HOW TO COMPLETE THIS TASK: Reading the records below, count the lines in which the string "same" appears; write the number only.

_ _ _ _ _

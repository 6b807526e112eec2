//! Domain types for course modules and their items.

use chrono::{DateTime, Utc};
use serde::{Deserialize, Serialize};

/// A course module
#[derive(Debug, Clone, PartialEq, Serialize, Deserialize)]
pub struct Module {
  pub course_id: String,
  pub id: String,
  pub name: String,
  pub position: Option<i64>,
  pub published: bool,
  pub state: Option<ModuleState>,
  pub unlock_at: Option<DateTime<Utc>>,
  pub require_sequential_progress: bool,
  pub prerequisite_module_ids: Vec<String>,
  pub items_count: u32,
}

/// Progress state of a module for the current user
#[derive(Debug, Clone, PartialEq, Eq, Serialize, Deserialize)]
#[serde(rename_all = "snake_case")]
pub enum ModuleState {
  Locked,
  Unlocked,
  Started,
  Completed,
  Other(String),
}

impl ModuleState {
  pub fn parse(s: &str) -> Self {
    match s {
      "locked" => Self::Locked,
      "unlocked" => Self::Unlocked,
      "started" => Self::Started,
      "completed" => Self::Completed,
      other => Self::Other(other.to_string()),
    }
  }
}

/// One entry of a module, in module order
#[derive(Debug, Clone, PartialEq, Serialize, Deserialize)]
pub struct ModuleItem {
  pub course_id: String,
  pub module_id: String,
  pub id: String,
  pub title: String,
  pub position: Option<i64>,
  pub indent: u32,
  pub content: ModuleItemContent,
  pub html_url: Option<String>,
  pub published: bool,
  pub completion_requirement: Option<CompletionRequirement>,
  pub details: Option<ContentDetails>,
  pub mastery_paths: Option<MasteryPaths>,
}

/// What a module item points at
#[derive(Debug, Clone, PartialEq, Serialize, Deserialize)]
#[serde(tag = "type", rename_all = "snake_case")]
pub enum ModuleItemContent {
  File { id: String },
  Page { url: String },
  Discussion { id: String },
  Assignment { id: String },
  Quiz { id: String },
  SubHeader,
  ExternalUrl { url: String },
  ExternalTool { id: String, url: Option<String> },
  /// Synthetic "choose a path" entry following an unresolved mastery-path gate
  MasteryPath {
    trigger_item_id: String,
    assignment_set_ids: Vec<String>,
  },
  Unknown { name: String },
}

#[derive(Debug, Clone, PartialEq, Serialize, Deserialize)]
pub struct CompletionRequirement {
  pub kind: CompletionKind,
  pub min_score: Option<f64>,
  pub completed: bool,
}

#[derive(Debug, Clone, PartialEq, Eq, Serialize, Deserialize)]
#[serde(rename_all = "snake_case")]
pub enum CompletionKind {
  MustView,
  MustSubmit,
  MustContribute,
  MinScore,
  MarkDone,
  Other(String),
}

impl CompletionKind {
  pub fn parse(s: &str) -> Self {
    match s {
      "must_view" => Self::MustView,
      "must_submit" => Self::MustSubmit,
      "must_contribute" => Self::MustContribute,
      "min_score" => Self::MinScore,
      "must_mark_done" => Self::MarkDone,
      other => Self::Other(other.to_string()),
    }
  }
}

/// Due dates and lock state of the item's content
#[derive(Debug, Clone, PartialEq, Serialize, Deserialize)]
pub struct ContentDetails {
  pub points_possible: Option<f64>,
  pub due_at: Option<DateTime<Utc>>,
  pub unlock_at: Option<DateTime<Utc>>,
  pub lock_at: Option<DateTime<Utc>>,
  pub locked_for_user: bool,
  pub lock_explanation: Option<String>,
}

/// Conditional release attached to a gating item
#[derive(Debug, Clone, PartialEq, Serialize, Deserialize)]
pub struct MasteryPaths {
  /// The gate is still closed (e.g. the trigger is not graded yet)
  pub locked: bool,
  pub assignment_set_ids: Vec<String>,
  pub selected_set_id: Option<String>,
}

impl MasteryPaths {
  /// The user has to pick one of several paths before continuing.
  pub fn awaits_choice(&self) -> bool {
    !self.locked && self.selected_set_id.is_none() && !self.assignment_set_ids.is_empty()
  }
}
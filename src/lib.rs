//! Offline-first sync and cache engine for learning-platform course data.
//!
//! A use case names a cache key and a [`cache::Scope`], fetches through the
//! [`api::Fetcher`], and reconciles the response into the local
//! [`cache::Store`]. The [`cache::RefreshController`] decides when the network
//! is needed at all, and [`query::LiveQuery`] tells observers when the data
//! they read has changed.

pub mod api;
pub mod cache;
pub mod error;
pub mod events;
pub mod lms;
pub mod query;
pub mod registry;
pub mod session;

#[cfg(test)]
pub(crate) mod testing;

pub use error::{Result, SyncError};
pub use session::Session;
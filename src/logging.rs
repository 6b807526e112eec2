use std::path::Path;

use color_eyre::{eyre::eyre, Result};
use tracing_appender::non_blocking::WorkerGuard;
use tracing_subscriber::EnvFilter;

/// Install the global subscriber writing to a daily rolling file in `dir`.
///
/// `RUST_LOG` takes precedence over `level`. Keep the returned guard alive
/// until exit so buffered lines are flushed.
pub fn init(dir: &Path, level: &str) -> Result<WorkerGuard> {
  std::fs::create_dir_all(dir)
    .map_err(|e| eyre!("Failed to create log directory {}: {}", dir.display(), e))?;

  let appender = tracing_appender::rolling::daily(dir, "coursesync.log");
  let (writer, guard) = tracing_appender::non_blocking(appender);

  let filter = EnvFilter::try_from_default_env()
    .or_else(|_| EnvFilter::try_new(level))
    .map_err(|e| eyre!("Invalid log level {:?}: {}", level, e))?;

  tracing_subscriber::fmt()
    .with_env_filter(filter)
    .with_writer(writer)
    .with_ansi(false)
    .with_target(true)
    .try_init()
    .map_err(|e| eyre!("Failed to install logger: {}", e))?;

  Ok(guard)
}
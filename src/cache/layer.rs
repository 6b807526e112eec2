//! Refresh controller that gates network fetches on a per-key time-to-live.

use std::collections::HashMap;
use std::sync::{Arc, Mutex, PoisonError};

use async_trait::async_trait;
use chrono::{DateTime, Duration, Utc};
use tokio::sync::watch;
use tracing::{debug, info, warn};

use super::reconcile::ReconcileReport;
use super::scope::Scope;
use super::storage::{Store, StoredRecord, Transaction};
use super::traits::{CacheResult, Entity};
use crate::api::Fetcher;
use crate::error::{Result, SyncError};

/// Default time-to-live for cached data.
pub const DEFAULT_TTL_MINUTES: i64 = 120;

/// Refresh attempts `load` makes while being superseded.
const MAX_LOAD_ATTEMPTS: u32 = 3;

/// A cached read: which key and scope it owns, how to fetch, how to write.
#[async_trait]
pub trait UseCase: Send + Sync {
  /// Typed network response handed to `write`
  type Response: Send;
  /// Entity read back through `scope`
  type Model: Entity;

  fn cache_key(&self) -> String;

  fn scope(&self) -> Scope;

  /// Network step. Must not touch the store.
  async fn make_request(&self, fetcher: &Fetcher) -> Result<Self::Response>;

  /// Store step, run inside the same unit of work as the TTL stamp.
  fn write(&self, tx: &mut Transaction<'_>, response: Self::Response) -> Result<ReconcileReport>;
}

/// Source of "now" for TTL decisions.
pub trait Clock: Send + Sync {
  fn now(&self) -> DateTime<Utc>;
}

pub struct SystemClock;

impl Clock for SystemClock {
  fn now(&self) -> DateTime<Utc> {
    Utc::now()
  }
}

/// Owner side of a cancellable refresh.
pub struct CancelHandle {
  tx: watch::Sender<bool>,
}

impl CancelHandle {
  pub fn cancel(&self) {
    let _ = self.tx.send(true);
  }
}

/// Refresh side of a cancellable refresh.
#[derive(Clone)]
pub struct CancelSignal {
  rx: watch::Receiver<bool>,
}

impl CancelSignal {
  /// A linked handle and signal.
  pub fn pair() -> (CancelHandle, CancelSignal) {
    let (tx, rx) = watch::channel(false);
    (CancelHandle { tx }, CancelSignal { rx })
  }

  /// A signal that never fires.
  pub fn never() -> Self {
    CancelSignal::pair().1
  }

  pub fn is_cancelled(&self) -> bool {
    *self.rx.borrow()
  }

  /// Resolves once cancelled. Pends forever if the handle is dropped uncancelled.
  pub async fn cancelled(&self) {
    let mut rx = self.rx.clone();
    loop {
      let fired = *rx.borrow_and_update();
      if fired {
        return;
      }
      if rx.changed().await.is_err() {
        std::future::pending::<()>().await;
      }
    }
  }
}

/// What a refresh did.
#[derive(Debug, Clone, PartialEq, Eq)]
pub enum RefreshOutcome {
  /// Data was still fresh; no network call was made.
  Cached,
  /// Data was fetched and reconciled.
  Fetched(ReconcileReport),
}

/// TTL state of one cache key.
#[derive(Debug, Clone, PartialEq, Eq)]
pub struct TtlStatus {
  pub last_refresh: Option<DateTime<Utc>>,
  pub expires_at: Option<DateTime<Utc>>,
  pub stale: bool,
}

/// Decides when to hit the network and commits fetched data with its TTL stamp.
#[derive(Clone)]
pub struct RefreshController {
  store: Store,
  fetcher: Fetcher,
  /// How long before cached data is considered stale
  ttl: Duration,
  clock: Arc<dyn Clock>,
  /// Latest refresh generation per cache key
  generations: Arc<Mutex<HashMap<String, u64>>>,
}

impl RefreshController {
  pub fn new(store: Store, fetcher: Fetcher) -> Self {
    Self {
      store,
      fetcher,
      ttl: Duration::minutes(DEFAULT_TTL_MINUTES),
      clock: Arc::new(SystemClock),
      generations: Arc::new(Mutex::new(HashMap::new())),
    }
  }

  pub fn with_ttl(mut self, ttl: Duration) -> Self {
    self.ttl = ttl;
    self
  }

  pub fn with_clock(mut self, clock: Arc<dyn Clock>) -> Self {
    self.clock = clock;
    self
  }

  pub fn store(&self) -> &Store {
    &self.store
  }

  pub fn fetcher(&self) -> &Fetcher {
    &self.fetcher
  }

  pub fn ttl(&self) -> Duration {
    self.ttl
  }

  /// True when `cache_key` was never refreshed or its TTL has run out.
  pub fn should_force_refresh(&self, cache_key: &str) -> Result<bool> {
    Ok(self.status(cache_key)?.stale)
  }

  pub fn status(&self, cache_key: &str) -> Result<TtlStatus> {
    let last_refresh = self.store.last_refresh(cache_key)?;
    let stale = match last_refresh {
      None => true,
      Some(at) => self.clock.now() - at > self.ttl,
    };
    Ok(TtlStatus {
      last_refresh,
      expires_at: last_refresh.map(|at| at + self.ttl),
      stale,
    })
  }

  /// Refresh `use_case` if stale, or unconditionally when `force` is set.
  pub async fn refresh<U: UseCase>(&self, use_case: &U, force: bool) -> Result<RefreshOutcome> {
    self
      .refresh_with_cancel(use_case, force, &CancelSignal::never())
      .await
  }

  /// Like [`refresh`](Self::refresh), abandoning the work when `cancel` fires.
  ///
  /// The TTL stamp is written in the same unit of work as the data, so a
  /// failed, cancelled or superseded refresh never advances it.
  pub async fn refresh_with_cancel<U: UseCase>(
    &self,
    use_case: &U,
    force: bool,
    cancel: &CancelSignal,
  ) -> Result<RefreshOutcome> {
    let key = use_case.cache_key();

    if !force && !self.should_force_refresh(&key)? {
      debug!(%key, "cache fresh, skipping refresh");
      return Ok(RefreshOutcome::Cached);
    }

    let generation = self.begin(&key, force);
    debug!(%key, force, generation, "refreshing");

    let response = tokio::select! {
      biased;
      _ = cancel.cancelled() => {
        info!(%key, "refresh cancelled");
        return Err(SyncError::Cancelled { key });
      }
      response = use_case.make_request(&self.fetcher) => response,
    };

    let response = match response {
      Ok(response) => response,
      Err(e) => {
        warn!(%key, error = %e, "refresh failed");
        return Err(e);
      }
    };

    if cancel.is_cancelled() {
      return Err(SyncError::Cancelled { key });
    }

    let now = self.clock.now();
    let report = self.store.write(|tx| {
      // Checked under the writer lock so a superseded refresh cannot commit
      if !self.is_current(&key, generation) {
        return Err(SyncError::Superseded { key: key.clone() });
      }
      let report = use_case.write(tx, response)?;
      tx.stamp_refresh(&key, now)?;
      Ok(report)
    })?;

    info!(
      %key,
      inserted = report.inserted.len(),
      updated = report.updated.len(),
      deleted = report.deleted.len(),
      "refreshed"
    );
    Ok(RefreshOutcome::Fetched(report))
  }

  /// Refresh, then read the use case's scope.
  ///
  /// A failed refresh still answers from cache when a previous refresh
  /// succeeded or rows exist, marking the result offline. A refresh
  /// overtaken by a newer one is retried without forcing, so it either finds
  /// the newer data fresh or fetches it itself.
  pub async fn load<U: UseCase>(
    &self,
    use_case: &U,
    force: bool,
  ) -> Result<CacheResult<Vec<StoredRecord<U::Model>>>> {
    let key = use_case.cache_key();
    let scope = use_case.scope();

    let mut outcome = self.refresh(use_case, force).await;
    let mut attempts = 1;
    while attempts < MAX_LOAD_ATTEMPTS && matches!(outcome, Err(SyncError::Superseded { .. })) {
      debug!(%key, attempts, "refresh superseded, retrying");
      outcome = self.refresh(use_case, false).await;
      attempts += 1;
    }

    match outcome {
      Ok(RefreshOutcome::Cached) => {
        let data = self.store.fetch_typed(&scope)?;
        Ok(CacheResult::from_cache(data, self.store.last_refresh(&key)?))
      }
      Ok(RefreshOutcome::Fetched(_)) => {
        let data = self.store.fetch_typed(&scope)?;
        let cached_at = self
          .store
          .last_refresh(&key)?
          .unwrap_or_else(|| self.clock.now());
        Ok(CacheResult::from_network(data, cached_at))
      }
      Err(error @ (SyncError::Superseded { .. } | SyncError::Cancelled { .. })) => Err(error),
      Err(error) => {
        let cached_at = self.store.last_refresh(&key)?;
        let data = self.store.fetch_typed(&scope)?;
        if cached_at.is_none() && data.is_empty() {
          return Err(error);
        }
        warn!(%key, error = %error, "serving cached data offline");
        Ok(CacheResult::offline(data, cached_at, error))
      }
    }
  }

  /// Drop the TTL record of `cache_key`; the next refresh goes to the network.
  pub fn invalidate(&self, cache_key: &str) -> Result<bool> {
    self.store.write(|tx| {
      self.bump(|key| key == cache_key);
      tx.clear_refresh(cache_key)
    })
  }

  pub fn invalidate_prefix(&self, prefix: &str) -> Result<usize> {
    self.store.write(|tx| {
      self.bump(|key| key.starts_with(prefix));
      tx.clear_refresh_prefix(prefix)
    })
  }

  pub fn invalidate_all(&self) -> Result<usize> {
    self.store.write(|tx| {
      self.bump(|_| true);
      tx.clear_all_refresh()
    })
  }

  /// Supersede every in-flight refresh, then drop all TTL records and all
  /// cached rows in one unit of work.
  ///
  /// Returns `(records, refresh_stamps)` removed.
  pub fn purge(&self) -> Result<(usize, usize)> {
    self.store.write(|tx| {
      self.bump(|_| true);
      let stamps = tx.clear_all_refresh()?;
      let records = tx.purge_all()?;
      Ok((records, stamps))
    })
  }

  fn generations(&self) -> std::sync::MutexGuard<'_, HashMap<String, u64>> {
    self
      .generations
      .lock()
      .unwrap_or_else(PoisonError::into_inner)
  }

  /// Register a refresh. A forced refresh supersedes every in-flight one.
  fn begin(&self, key: &str, force: bool) -> u64 {
    let mut generations = self.generations();
    let generation = generations.entry(key.to_string()).or_insert(0);
    if force {
      *generation += 1;
    }
    *generation
  }

  fn is_current(&self, key: &str, generation: u64) -> bool {
    self.generations().get(key).copied().unwrap_or(0) == generation
  }

  /// Supersede in-flight refreshes of matching keys.
  fn bump(&self, matches: impl Fn(&str) -> bool) {
    for (key, generation) in self.generations().iter_mut() {
      if matches(key) {
        *generation += 1;
      }
    }
  }
}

_ _ _ _ _

SOLUTION TO THIS PROBLEM: 2